Thursday, April 2, 2026

Court Denies Charity's Motion to Dismiss a Suit to Judicially Extinguish a Conservation Easement Deduction Failing to Achieve a Tax Deduction (4/2/26)

Today’s entry arises from an order in a case where the Petitioner, as successor in interest to three LLCs that made so-called charitable contributions of conservation easements that failed to sustain the tax benefits the predecessors claimed on the partnership tax returns, seeks a “judicial extinguishment” of the original contribution on the notion that the parties made a critical mutual mistake regarding the easement contributions as qualifying for the federal income tax deduction. If achieved that would mean that the conservation easement goes back to the successor in interest, making its fee simple interest more valuable because not subject to the conservation easement. The nondispositive order is McLaws Bay LLC v. National Wild Turkey Federation (S.D. Ga. No. 4:25-cv-00128 (CL here) Dkt. #24 (CL here) dated 3/30/26). The Respondents filed a motion to dismiss. The order grants and denies in part the motion on the basis that the record is not sufficient to assess the merits of the defense; the case proceeds at this time.

A key paragraph in the order is (bold-face supplied by JAT):

          Petitioner claims that Grantors (Petitioner’s predecessors in interest) and NWTF intended for the conservation easements to qualify as "conservation contributions" under Section 170 of the IRS code, entitling Grantors to tax benefits. (Id. at pp. 34-35; see 26 U.S.C. §170(h)(1).) Each grant references the tax code and provides that the easements are "intended to constitute (i) a ‘qualified conservation contribution’ as that term is defined in Section 170(h)(1) of the Internal Revenue Code." (Doc. 1-2, pp. 34, 52, 89, 126.) Section 5.24 of each easement states that "Grantor represents that he has consulted with an attorney [and] an accountant . . . familiar with Section 170 of the Internal Revenue [Code] for advice related to this Conservation Easement and any potential tax benefits" and that "Grantor warrants and represents that Grantee has made no warranty or representation relating to . . . any entitlement to tax benefits. . . ." (Id. at pp. 35, 80, 117, 154.)

As best I see the case, in broad overview, the Grantors (the predecessor LLCs to the Petitioner, screwed up the contribution and thus failed to meet the tax requirements (probably including a gross overvaluation).

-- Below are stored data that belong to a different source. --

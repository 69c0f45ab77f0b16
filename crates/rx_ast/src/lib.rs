//! RX AST definitions
//!
//! This crate defines the abstract syntax tree (AST) for the RX language.
//! It serves as the contract between the parser and the compiler core.
//! Every expression node carries a `NodeId` stamped by the parser so the
//! semantic analyzer can record per-expression type decisions in a side
//! table without owning the tree.

use std::ops::Range;

/// Represents a source code span as a byte range.
pub type Span = Range<usize>;

/// Identity of an expression node, unique within one parsed module.
pub type NodeId = u32;

/// The top-level module AST node.
#[derive(Debug, Clone)]
pub struct Module {
    pub items: Vec<Item>,
    pub span: Span,
}

/// Top-level items.
#[derive(Debug, Clone)]
pub enum Item {
    Fn(FnDecl),
    Struct(StructDecl),
}

/// Function declaration.
#[derive(Debug, Clone)]
pub struct FnDecl {
    pub ident: Ident,
    pub params: Vec<Param>,
    /// None means the function returns unit.
    pub return_type: Option<TypeRef>,
    pub body: Block,
    pub span: Span,
}

/// Function parameter.
#[derive(Debug, Clone)]
pub struct Param {
    pub ident: Ident,
    pub ty: TypeRef,
    pub mutable: bool,
    pub span: Span,
}

/// Struct declaration with ordered fields.
#[derive(Debug, Clone)]
pub struct StructDecl {
    pub ident: Ident,
    pub fields: Vec<FieldDecl>,
    pub span: Span,
}

/// Struct field declaration.
#[derive(Debug, Clone)]
pub struct FieldDecl {
    pub ident: Ident,
    pub ty: TypeRef,
    pub span: Span,
}

/// An identifier with its source span.
#[derive(Debug, Clone)]
pub struct Ident {
    pub name: String,
    pub span: Span,
}

/// Source-level types.
///
/// Field order inside tuples/structs is layout order: the IR generator
/// derives slot offsets from it.
#[derive(Debug, Clone, PartialEq, Eq)]
pub enum TypeRef {
    I64,
    Bool,
    /// The empty tuple; only valid as a return type.
    Unit,
    /// String literal type, valid solely as a `printlnStr` argument.
    Str,
    /// `&T` / `&mut T`.
    Ref { mutable: bool, inner: Box<TypeRef> },
    /// `[T; N]`.
    Array(Box<TypeRef>, usize),
    /// `(T1, T2, ...)` with at least two fields.
    Tuple(Vec<TypeRef>),
    /// Named struct type.
    Named(String),
}

impl TypeRef {
    /// True for `&T` and `&mut T`.
    pub fn is_ref(&self) -> bool {
        matches!(self, TypeRef::Ref { .. })
    }

    /// Strip one level of reference, if any.
    pub fn strip_ref(&self) -> &TypeRef {
        match self {
            TypeRef::Ref { inner, .. } => inner,
            other => other,
        }
    }
}

/// A block: statements plus an optional trailing expression whose value is
/// the block's value (at function-body level, the return value).
#[derive(Debug, Clone)]
pub struct Block {
    pub stmts: Vec<Stmt>,
    pub tail: Option<Expr>,
    pub span: Span,
}

/// Statements.
#[derive(Debug, Clone)]
pub enum Stmt {
    Let(LetStmt),
    Assign(AssignStmt),
    Expr(ExprStmt),
    If(IfStmt),
    While(WhileStmt),
    Loop(LoopStmt),
    Break(Span),
    Continue(Span),
    Return(ReturnStmt),
    Block(Block),
}

/// `let [mut] x [: T] = e;`
#[derive(Debug, Clone)]
pub struct LetStmt {
    pub ident: Ident,
    pub mutable: bool,
    pub ty: Option<TypeRef>,
    pub init: Expr,
    pub span: Span,
}

/// `lhs = rhs;` where `lhs` must denote a place.
#[derive(Debug, Clone)]
pub struct AssignStmt {
    pub target: Expr,
    pub value: Expr,
    pub span: Span,
}

/// Expression statement.
#[derive(Debug, Clone)]
pub struct ExprStmt {
    pub expr: Expr,
    pub span: Span,
}

/// If statement with optional else arm (block or chained if).
#[derive(Debug, Clone)]
pub struct IfStmt {
    pub cond: Expr,
    pub then_block: Block,
    pub else_branch: Option<Box<Stmt>>,
    pub span: Span,
}

/// `while cond { ... }`
#[derive(Debug, Clone)]
pub struct WhileStmt {
    pub cond: Expr,
    pub body: Block,
    pub span: Span,
}

/// `loop { ... }`
#[derive(Debug, Clone)]
pub struct LoopStmt {
    pub body: Block,
    pub span: Span,
}

/// `return [e];`
#[derive(Debug, Clone)]
pub struct ReturnStmt {
    pub arg: Option<Expr>,
    pub span: Span,
}

/// An expression node: kind plus identity and span.
#[derive(Debug, Clone)]
pub struct Expr {
    pub id: NodeId,
    pub kind: ExprKind,
    pub span: Span,
}

/// Expression kinds.
#[derive(Debug, Clone)]
pub enum ExprKind {
    /// Integer literal.
    Int(i64),
    /// Boolean literal.
    Bool(bool),
    /// String literal (escape-processed).
    Str(String),
    /// Variable reference.
    Var(String),
    Unary(UnaryExpr),
    Binary(BinaryExpr),
    Call(CallExpr),
    /// `base.field` on a struct or `base.N` on a tuple.
    Field(FieldExpr),
    /// `base[index]` on an array.
    Index(IndexExpr),
    /// `(e1, e2, ...)` with at least two elements.
    Tuple(Vec<Expr>),
    /// `[e1, e2, ...]`.
    Array(Vec<Expr>),
    /// `[elem; N]`.
    Repeat(RepeatExpr),
    /// `Name { field: expr, ... }`.
    StructLit(StructLitExpr),
    /// `&e` / `&mut e`.
    Ref { mutable: bool, expr: Box<Expr> },
    /// `*e`.
    Deref(Box<Expr>),
}

/// Unary operator application.
#[derive(Debug, Clone)]
pub struct UnaryExpr {
    pub op: UnaryOp,
    pub expr: Box<Expr>,
}

/// Unary operators.
#[derive(Debug, Clone, Copy, PartialEq, Eq)]
pub enum UnaryOp {
    /// Arithmetic negation.
    Neg,
    /// Logical not.
    Not,
}

/// Binary operator application.
#[derive(Debug, Clone)]
pub struct BinaryExpr {
    pub op: BinaryOp,
    pub left: Box<Expr>,
    pub right: Box<Expr>,
}

/// Binary operators.
#[derive(Debug, Clone, Copy, PartialEq, Eq)]
pub enum BinaryOp {
    Add,
    Sub,
    Mul,
    Div,
    Rem,
    Eq,
    Ne,
    Lt,
    Le,
    Gt,
    Ge,
    And,
    Or,
}

impl BinaryOp {
    /// True for `== != < <= > >=`.
    pub fn is_comparison(&self) -> bool {
        matches!(
            self,
            BinaryOp::Eq | BinaryOp::Ne | BinaryOp::Lt | BinaryOp::Le | BinaryOp::Gt | BinaryOp::Ge
        )
    }

    /// True for `&&` and `||`.
    pub fn is_logical(&self) -> bool {
        matches!(self, BinaryOp::And | BinaryOp::Or)
    }
}

/// Function call. The callee is always a plain identifier in RX.
#[derive(Debug, Clone)]
pub struct CallExpr {
    pub callee: Ident,
    pub args: Vec<Expr>,
}

/// Field projection member.
#[derive(Debug, Clone)]
pub enum FieldMember {
    /// Named struct field.
    Named(String),
    /// Tuple index (`t.0`).
    Index(usize),
}

/// `base.member` projection.
#[derive(Debug, Clone)]
pub struct FieldExpr {
    pub base: Box<Expr>,
    pub member: FieldMember,
}

/// `base[index]` element access.
#[derive(Debug, Clone)]
pub struct IndexExpr {
    pub base: Box<Expr>,
    pub index: Box<Expr>,
}

/// `[elem; N]` array repeat literal.
#[derive(Debug, Clone)]
pub struct RepeatExpr {
    pub elem: Box<Expr>,
    pub len: usize,
}

/// Struct literal with field initializers in source order.
#[derive(Debug, Clone)]
pub struct StructLitExpr {
    pub name: Ident,
    pub fields: Vec<(Ident, Expr)>,
}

The opinion identifies the predecessor partnerships making the contribution and claiming the deductions as “Dasher’s Bay at Effingham, LLC, River Pointe at Ogeechee, LLC, and River’s Edge Landing, LLC.” The DAWSON information on the LLCs thus named is:

  • Dasher’s Bay at Effingham, LLC: T.C. No. 4078-18, here. The decision at Dkt # 52 dated 1/11/23 denies a charitable deduction of $8,619,000
  • River Pointe at Ogeechee, LLC: No case with this name found on DAWSON.
  • River’s Edge Landing, LLC: No case with this name found on DAWSON.

In any event, the amounts of the disallowed deductions are relevant only, in the one case, to permit a fair inference of at least the possibility of a gross overvaluation.

My reaction—really a guess without digging into the merits—is that, in the final analysis, the court in McLaws will treat McLaws’ claims as bullshit.